Why would limiting caller size during inlining not be a fix? Asking because naively it seems it would, if inlining decisions aren’t reversible: any policy would try to guesstimate if accumulating more IR in a caller may actually lead to a cascading IR reduction (Tetris comes to mind), but it could get unlucky.

I guess this depends on how this is implemented. What I was imagining here is a naive limit of the kind “if caller size would grow above N, don’t inline”. The problem with that is that N probably has to be chosen quite high to avoid regressions. So if say N=10000, then we would still get an unwanted code size increase by that N. The inliner would still go crazy, we would just limit by how much. It gets worse when you consider that the same function may be called from many places, so we could see the same N=10000 increase for each call site.

Have we explored, though, having some checkpointing mechanism whereby we can bail out of if a sequence of decisions doesn’t pan out? I can imagine lots of challenges, but it could be an option to discuss maybe?

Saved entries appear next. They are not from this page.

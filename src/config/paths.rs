// srcbackup: uncommitted and unpushed work backup
//
// SPDX-FileCopyrightText: 2026 Romeo Ahmed
// SPDX-License-Identifier: GPL-3.0-or-later

//! Path configuration.
//!
//! ```text
//! repository/            working copy being backed up
//! destination/
//!   uncommittedFiles/    mirror of modified and unknown files
//!   uncommittedDiffs/    <iso>_<id>.patch
//!   unpushedCommits/     bundle_<iso>_<id>.hg
//! ```
//!
//! The three backup directories resolve against `destination` when relative
//! or unset.

use serde::{Deserialize, Serialize};
use std::path::{Path, PathBuf};

use crate::error::{ConfigError, Result};

/// Default mirror directory name.
pub const UNCOMMITTED_FILES_DIR: &str = "uncommittedFiles";
/// Default diff directory name.
pub const UNCOMMITTED_DIFFS_DIR: &str = "uncommittedDiffs";
/// Default bundle directory name.
pub const UNPUSHED_COMMITS_DIR: &str = "unpushedCommits";

/// Source and backup locations.
#[derive(Debug, Clone, Default, PartialEq, Eq, Serialize, Deserialize)]
#[serde(default, deny_unknown_fields)]
pub struct PathsConfig {
    /// Working copy to back up.
    #[serde(skip_serializing_if = "Option::is_none")]
    pub repository: Option<PathBuf>,
    /// Backup root.
    #[serde(skip_serializing_if = "Option::is_none")]
    pub destination: Option<PathBuf>,
    /// Mirror target (default: `destination/uncommittedFiles`).
    #[serde(skip_serializing_if = "Option::is_none")]
    pub uncommitted_files: Option<PathBuf>,
    /// Diff directory (default: `destination/uncommittedDiffs`).
    #[serde(skip_serializing_if = "Option::is_none")]
    pub uncommitted_diffs: Option<PathBuf>,
    /// Bundle directory (default: `destination/unpushedCommits`).
    #[serde(skip_serializing_if = "Option::is_none")]
    pub unpushed_commits: Option<PathBuf>,
}

impl PathsConfig {
    /// Resolves the backup directories against `destination`.
    ///
    /// # Errors
    ///
    /// Returns a `ConfigError::MissingKey` if `destination` is not set.
    pub fn resolve(&mut self) -> Result<()> {
        let destination = self.destination()?.to_path_buf();

        let resolve = |path: &mut Option<PathBuf>, default: &str| match path {
            Some(p) if p.is_relative() => {
                *path = Some(destination.join(p.clone()));
            }
            None => {
                *path = Some(destination.join(default));
            }
            _ => {}
        };

        resolve(&mut self.uncommitted_files, UNCOMMITTED_FILES_DIR);
        resolve(&mut self.uncommitted_diffs, UNCOMMITTED_DIFFS_DIR);
        resolve(&mut self.unpushed_commits, UNPUSHED_COMMITS_DIR);

        Ok(())
    }

    /// Get the repository path, returning an error if not set.
    ///
    /// # Errors
    ///
    /// Returns a `ConfigError::MissingKey` if `repository` is not set.
    pub fn repository(&self) -> Result<&Path> {
        required(self.repository.as_deref(), "repository")
    }

    /// Get the destination path, returning an error if not set.
    ///
    /// # Errors
    ///
    /// Returns a `ConfigError::MissingKey` if `destination` is not set.
    pub fn destination(&self) -> Result<&Path> {
        required(self.destination.as_deref(), "destination")
    }

    /// Mirror target directory.
    ///
    /// # Errors
    ///
    /// Returns a `ConfigError::MissingKey` if it cannot be derived.
    pub fn uncommitted_files_dir(&self) -> Result<PathBuf> {
        self.backup_dir(self.uncommitted_files.as_deref(), UNCOMMITTED_FILES_DIR)
    }

    /// Diff directory.
    ///
    /// # Errors
    ///
    /// Returns a `ConfigError::MissingKey` if it cannot be derived.
    pub fn uncommitted_diffs_dir(&self) -> Result<PathBuf> {
        self.backup_dir(self.uncommitted_diffs.as_deref(), UNCOMMITTED_DIFFS_DIR)
    }

    /// Bundle directory.
    ///
    /// # Errors
    ///
    /// Returns a `ConfigError::MissingKey` if it cannot be derived.
    pub fn unpushed_commits_dir(&self) -> Result<PathBuf> {
        self.backup_dir(self.unpushed_commits.as_deref(), UNPUSHED_COMMITS_DIR)
    }

    fn backup_dir(&self, configured: Option<&Path>, default: &str) -> Result<PathBuf> {
        match configured {
            Some(path) if path.is_absolute() => Ok(path.to_path_buf()),
            Some(path) => Ok(self.destination()?.join(path)),
            None => Ok(self.destination()?.join(default)),
        }
    }
}

fn required<'a>(value: Option<&'a Path>, key: &str) -> Result<&'a Path> {
    value.ok_or_else(|| {
        ConfigError::MissingKey {
            section: "paths".to_string(),
            key: key.to_string(),
        }
        .into()
    })
}
// srcbackup: uncommitted and unpushed work backup
//
// SPDX-FileCopyrightText: 2026 Romeo Ahmed
// SPDX-License-Identifier: GPL-3.0-or-later

//! Core modules for process management.
//!
//! ```text
//!        core
//!         |
//!      process
//!         |
//!  Builder Runner Scripted
//! ```

pub mod process;
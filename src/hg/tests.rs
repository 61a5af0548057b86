// srcbackup: uncommitted and unpushed work backup
//
// SPDX-FileCopyrightText: 2026 Romeo Ahmed
// SPDX-License-Identifier: GPL-3.0-or-later

use std::path::Path;
use std::sync::Arc;

use chrono::{TimeZone, Utc};

use super::revision::{WorkingRevision, parse_outgoing, parse_timestamp, to_utc};
use super::{Mercurial, StatusFilter, parse_status};
use crate::core::process::builder::ProcessOutput;
use crate::core::process::runner::RunOptions;
use crate::core::process::scripted::{Response, ScriptedRunner};
use crate::error::{BackupError, HgError};

const REPO: &str = "/src/repo";

fn hg(runner: &Arc<ScriptedRunner>, verbose: bool) -> Mercurial {
    Mercurial::new(runner.clone(), "hg", RunOptions::new(verbose, false))
}

// --- Parsing ---

#[test]
fn test_working_revision_parse() {
    let dirty = WorkingRevision::parse("3f2a9c1b7d4e+\n").expect("dirty id");
    assert_eq!(dirty.id, "3f2a9c1b7d4e");
    assert!(dirty.dirty);

    let clean = WorkingRevision::parse("3f2a9c1b7d4e").expect("clean id");
    assert_eq!(clean.id, "3f2a9c1b7d4e");
    assert!(!clean.dirty);

    // Merge states show two parents; only the final marker is stripped.
    let merge = WorkingRevision::parse("aaa+bbb+").expect("merge id");
    assert_eq!(merge.id, "aaa+bbb");
    assert!(merge.dirty);

    assert!(WorkingRevision::parse("  \n").is_none());
}

#[test]
fn test_parse_status_lines() {
    let output = "a/b.txt\n  c.txt  \n\n";
    insta::assert_debug_snapshot!(parse_status(output, false), @r#"
    [
        "a/b.txt",
        "c.txt",
    ]
    "#);

    assert!(parse_status("", false).is_empty());
    assert!(parse_status("\n", true).is_empty());
}

#[test]
fn test_parse_status_verbose_comments() {
    let output = "a.txt\n# The repository is in an unfinished *merge* state.\n";
    assert_eq!(parse_status(output, true), vec!["a.txt"]);
    assert_eq!(parse_status(output, false).len(), 2);
}

#[test]
fn test_parse_timestamp_forms() {
    let expected = Utc.with_ymd_and_hms(2024, 3, 5, 13, 30, 0).single().expect("valid");

    for raw in [
        "2024-03-05T14:30:00+01:00",
        "2024-03-05 14:30:00 +0100",
        "2024-03-05 14:30 +0100",
        "1709645400 -3600",
        "2024-03-05T13:30:00",
        "2024-03-05 13:30:00",
    ] {
        let parsed = parse_timestamp(raw).unwrap_or_else(|| panic!("{raw} should parse"));
        assert_eq!(to_utc(parsed), expected, "{raw}");
    }

    assert!(parse_timestamp("yesterday").is_none());
    assert!(parse_timestamp("").is_none());
}

#[test]
fn test_to_utc_subtracts_offset() {
    let west = parse_timestamp("2024-01-01T20:00:00-05:00").expect("parse");
    insta::assert_snapshot!(to_utc(west).to_rfc3339(), @"2024-01-02T01:00:00+00:00");

    let utc = parse_timestamp("2024-01-01T20:00:00+00:00").expect("parse");
    insta::assert_snapshot!(to_utc(utc).to_rfc3339(), @"2024-01-01T20:00:00+00:00");
}

#[test]
fn test_parse_outgoing() {
    let record = parse_outgoing(
        "comparing with ssh://hg@example.org/repo\nsearching for changes\n:NODE:3f2a9c1b7d4e\n:DATE:2024-03-05T14:30:00+01:00",
    )
    .expect("record");
    assert_eq!(record.id, "3f2a9c1b7d4e");
    insta::assert_snapshot!(
        serde_json::to_string(&record).expect("serialize"),
        @r#"{"id":"3f2a9c1b7d4e","timestamp":"2024-03-05T13:30:00Z"}"#
    );

    // Order independent.
    let reversed = parse_outgoing(":DATE:2024-03-05T14:30:00+01:00\n:NODE:3f2a9c1b7d4e\n");
    assert_eq!(reversed, Some(record));
}

#[test]
fn test_parse_outgoing_incomplete() {
    assert!(parse_outgoing("").is_none());
    assert!(parse_outgoing("no changes found\n").is_none());
    assert!(parse_outgoing(":NODE:3f2a9c1b7d4e\n").is_none());
    assert!(parse_outgoing(":DATE:2024-03-05T14:30:00+01:00\n").is_none());
    assert!(parse_outgoing(":NODE:3f2a9c1b7d4e\n:DATE:garbage\n").is_none());
}

// --- Invocations ---

#[tokio::test]
async fn test_list_uncommitted_files_args() {
    let runner = Arc::new(ScriptedRunner::new().on("status", Response::stdout("a/b.txt\nc.txt\n")));

    let files = hg(&runner, false)
        .list_uncommitted_files(Path::new(REPO), StatusFilter::default())
        .await
        .expect("status");
    assert_eq!(files, vec!["a/b.txt", "c.txt"]);

    let filter = StatusFilter {
        include_removed: true,
        include_deleted: true,
    };
    hg(&runner, true)
        .list_uncommitted_files(Path::new(REPO), filter)
        .await
        .expect("status");

    let calls = runner.calls_for("status");
    insta::assert_snapshot!(calls[0].args.join(" "), @"status --repository /src/repo --no-status --added --modified --unknown --quiet");
    insta::assert_snapshot!(calls[1].args.join(" "), @"status --repository /src/repo --no-status --added --modified --unknown --verbose --removed --deleted");

    // Paths are reported relative to the repository root.
    assert!(calls.iter().all(|c| c.cwd.as_deref() == Some(Path::new(REPO))));
}

#[tokio::test]
async fn test_list_uncommitted_files_failure() {
    let runner = Arc::new(
        ScriptedRunner::new().on("status", Response::exit(255).with_stderr("abort: no repository found")),
    );

    let err = hg(&runner, false)
        .list_uncommitted_files(Path::new(REPO), StatusFilter::default())
        .await
        .expect_err("status fails");

    let BackupError::Hg(hg_err) = &err else {
        panic!("expected hg error, got {err:?}");
    };
    assert!(matches!(**hg_err, HgError::CommandFailed { subcommand: "status", .. }));
    insta::assert_snapshot!(
        err.to_string(),
        @"hg error: hg status failed for /src/repo: process 'hg status --repository /src/repo --no-status --added --modified --unknown --quiet' exited with code 255: abort: no repository found"
    );
}

#[tokio::test]
async fn test_empty_repository_path_rejected() {
    let runner = Arc::new(ScriptedRunner::new());
    let err = hg(&runner, false)
        .list_uncommitted_files(Path::new(""), StatusFilter::default())
        .await
        .expect_err("empty path");
    assert!(matches!(err, BackupError::Hg(_)));
    assert!(runner.calls().is_empty());
}

#[tokio::test]
async fn test_current_revision() {
    let runner = Arc::new(ScriptedRunner::new().on("identify", Response::stdout("3f2a9c1b7d4e+\n")));
    let revision = hg(&runner, false)
        .current_revision(Path::new(REPO))
        .await
        .expect("revision");
    assert_eq!(revision.id, "3f2a9c1b7d4e");
    assert!(revision.dirty);

    let call = &runner.calls_for("identify")[0];
    insta::assert_snapshot!(call.args.join(" "), @"identify --repository /src/repo --id");
}

#[tokio::test]
async fn test_current_revision_failure_is_none() {
    let runner = Arc::new(ScriptedRunner::new().on("identify", Response::exit(255)));
    assert!(hg(&runner, false).current_revision(Path::new(REPO)).await.is_none());

    let runner = Arc::new(ScriptedRunner::new().on("hg", Response::spawn_failure()));
    assert!(hg(&runner, false).current_revision(Path::new(REPO)).await.is_none());
}

#[tokio::test]
async fn test_newest_unpushed_commit() {
    let runner = Arc::new(ScriptedRunner::new().on(
        "outgoing",
        Response::stdout(":NODE:3f2a9c1b7d4e\n:DATE:2024-03-05T14:30:00+01:00"),
    ));
    let record = hg(&runner, false)
        .newest_unpushed_commit(Path::new(REPO))
        .await
        .expect("record");
    assert_eq!(record.id, "3f2a9c1b7d4e");

    let call = &runner.calls_for("outgoing")[0];
    insta::assert_snapshot!(
        call.args.join(" "),
        @r"outgoing --repository /src/repo --newest-first --limit 1 --template :NODE:{node|short}\n:DATE:{date|rfc3339date} --quiet"
    );
}

#[tokio::test]
async fn test_newest_unpushed_commit_nothing_outgoing() {
    // hg exits 1 when nothing is outgoing and 255 without a default path.
    for code in [1, 255] {
        let runner = Arc::new(ScriptedRunner::new().on("outgoing", Response::exit(code)));
        assert!(hg(&runner, false).newest_unpushed_commit(Path::new(REPO)).await.is_none());
    }
}

#[test]
fn test_outgoing_accepts_nothing_outgoing_exit() {
    let runner = Arc::new(ScriptedRunner::new());
    let command = hg(&runner, false)
        .outgoing_command(Path::new(REPO))
        .expect("command");

    let nothing = ProcessOutput::new(1, "no changes found\n".into(), String::new());
    assert_eq!(command.check_exit(nothing).expect("exit 1 accepted").exit_code(), 1);

    let aborted = ProcessOutput::new(255, String::new(), "abort: repository default not found".into());
    assert!(command.check_exit(aborted).is_err());
}

#[tokio::test]
async fn test_diff_and_bundle_args() {
    let dir = tempfile::tempdir().expect("tempdir");
    let patch = dir.path().join("x.patch");
    let bundle = dir.path().join("x.hg");
    let runner = Arc::new(
        ScriptedRunner::new()
            .on("diff", Response::stdout("diff -r 3f2a9c1b7d4e c.txt\n"))
            .on("bundle", Response::ok().touching_last_arg()),
    );
    let client = hg(&runner, true);

    client.diff_to(Path::new(REPO), &patch).await.expect("diff");
    client.bundle_to(Path::new(REPO), &bundle).await.expect("bundle");

    let diff_call = &runner.calls_for("diff")[0];
    assert_eq!(diff_call.args, vec!["diff", "--repository", REPO]);
    assert_eq!(diff_call.stdout_file.as_deref(), Some(patch.as_path()));
    assert_eq!(
        std::fs::read_to_string(&patch).expect("patch"),
        "diff -r 3f2a9c1b7d4e c.txt\n"
    );

    let bundle_call = &runner.calls_for("bundle")[0];
    assert_eq!(
        bundle_call.args[..5],
        ["bundle", "--repository", REPO, "--type", "none"]
    );
    assert_eq!(bundle_call.args[5], "--verbose");
    assert!(bundle.exists());
}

A major constraint for the inliner is that it runs as part of a CGSCC pipeline, which means that it should, by design at least, only keep state relating to the SCC it currently operates on (in practice, we end up violating this in a minor way to avoid a different catastrophic inlining instance). I don’t think it will be possible to do that kind of major change without giving up on the CGSCC approach entirely.